CBS Radio must again contend with a lawsuit brought by ABS Entertainment, owner of recordings by Al Green and others. On Monday, the 9th Circuit Court of Appeals wiped out an eye-opening 2016 summary judgment ruling by a trial court in CBS’ favor that raised the prospect that music owners could enjoy perpetual copyright because remastered versions were independently copyrightable. In the decision, the appeals court concludes that the judge shouldn’t have ruled so quickly for CBS and casts doubt on whether remastered sound recordings exhibit enough originality to be copyrightable.

For decades, radio broadcasters didn’t have to compensate sound recordings owners for performance.

But then, owners of older recordings — those authored before Congress conferred federal copyright protection for sound recordings — asserted claims of misappropriation under state laws. Like SiriusXM and Pandora, CBS Radio has faced a wrath of litigation for broadcasting iconic songs from the dawn of the rock era.

In response to the lawsuit, CBS made a bold and novel argument. The broadcaster made the point that older recordings were mainly distributed through vinyl, and what the broadcaster now performs is really remastered versions, eligible for its own copyright protection. As such, any state misappropriation claim is preempted by federal law, and owners of pre-1972 recordings don’t have any claim for compensation.

. . . .

“We conclude that the district court erred in finding a lack of a genuine issue of material fact about the copyright eligibility of remastered sound recordings distributed by CBS and improperly concluded that ABS’s state copyright interest in pre-1972 sound recordings embodied in the remastered sound recordings was preempted,” he writes.

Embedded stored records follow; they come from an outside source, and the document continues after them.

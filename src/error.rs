//! Error types for opening, laying out and navigating documents

use std::path::PathBuf;
use thiserror::Error;

/// Failure to open or decode a document
#[derive(Debug, Error)]
pub enum OpenError {
    /// File does not exist
    #[error("Document not found: {}", .0.display())]
    NotFound(PathBuf),

    /// File exists but could not be read
    #[error("IO error: {0}")]
    Io(#[from] std::io::Error),

    /// No decoder handles this format
    #[error("Unsupported format: {0}")]
    UnsupportedFormat(String),

    /// Decoder rejected the content
    #[error("Corrupt document: {0}")]
    Corrupt(String),
}

/// Failure to flow a document into pages
#[derive(Debug, Error)]
pub enum LayoutError {
    /// Page dimensions that cannot hold any content
    #[error("Invalid page geometry: {width}x{height}")]
    InvalidGeometry { width: f32, height: f32 },

    /// Font size that is zero, negative or not finite
    #[error("Invalid font size: {0}")]
    InvalidFontSize(f32),

    /// The decoder failed mid-flow
    #[error("Decoder error: {0}")]
    Decoder(String),

    /// A newer relayout request replaced this one before it was applied
    #[error("Layout superseded by a newer request")]
    Superseded,
}

/// Out-of-range page or chapter index
#[derive(Debug, Clone, Copy, PartialEq, Eq, Error)]
pub enum IndexError {
    #[error("Page index {index} out of range (page count {count})")]
    Page { index: usize, count: usize },

    #[error("Chapter index {index} out of range (chapter count {count})")]
    Chapter { index: usize, count: usize },
}

/// Failure of the render adapter to produce a page
#[derive(Debug, Error)]
#[error("Render error: {0}")]
pub struct RenderError(pub String);

/// Any failure surfaced by the reader facade
#[derive(Debug, Error)]
pub enum ReaderError {
    #[error(transparent)]
    Open(#[from] OpenError),

    #[error(transparent)]
    Layout(#[from] LayoutError),

    #[error(transparent)]
    Index(#[from] IndexError),

    #[error(transparent)]
    Render(#[from] RenderError),

    /// No document is open
    #[error("No document is open")]
    NotOpen,

    /// A background layout worker could not be started
    #[error("Layout worker error: {0}")]
    Worker(std::io::Error),
}

impl ReaderError {
    /// True when a relayout lost to a newer request
    pub fn is_superseded(&self) -> bool {
        matches!(self, ReaderError::Layout(LayoutError::Superseded))
    }
}

/// Result alias for reader operations
pub type Result<T> = std::result::Result<T, ReaderError>;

Judge Linn acknowledges that derivative works do enjoy independent copyrightability, but focuses the question on originality and whether the author of a derivative work has contributed something that is creative and easily recognizable as distinct from the original. He points to guidance from the U.S. Copyright Office that mere changes in format, declicking and noise reduction don’t warrant separate copyright protection.

. . . .

“If an allegedly derivative sound recording does not add or remove any sounds from the underlying sound recording, does not change the sequence of the sounds, and does not remix or otherwise alter the sounds in sequence or character, the recording is likely to be nothing more than a copy of the underlying sound recording and is presumptively devoid of the original sound recording authorship required for copyright protection,” states the opinion . . . . “Such a work lacks originality.”

. . . .

The trial judge is faulted for placing too much reliance on CBS’ musicologist expert who attempted to explain how listeners of remastered versions would perceive changes to timbre, spatial imagery, sound balance and loudness. The 9th Circuit derides these bits as “technical improvements,” and while devoting some space to credit the contributions of recording engineers and producers, the panel of judges are leery of extending copyright too far.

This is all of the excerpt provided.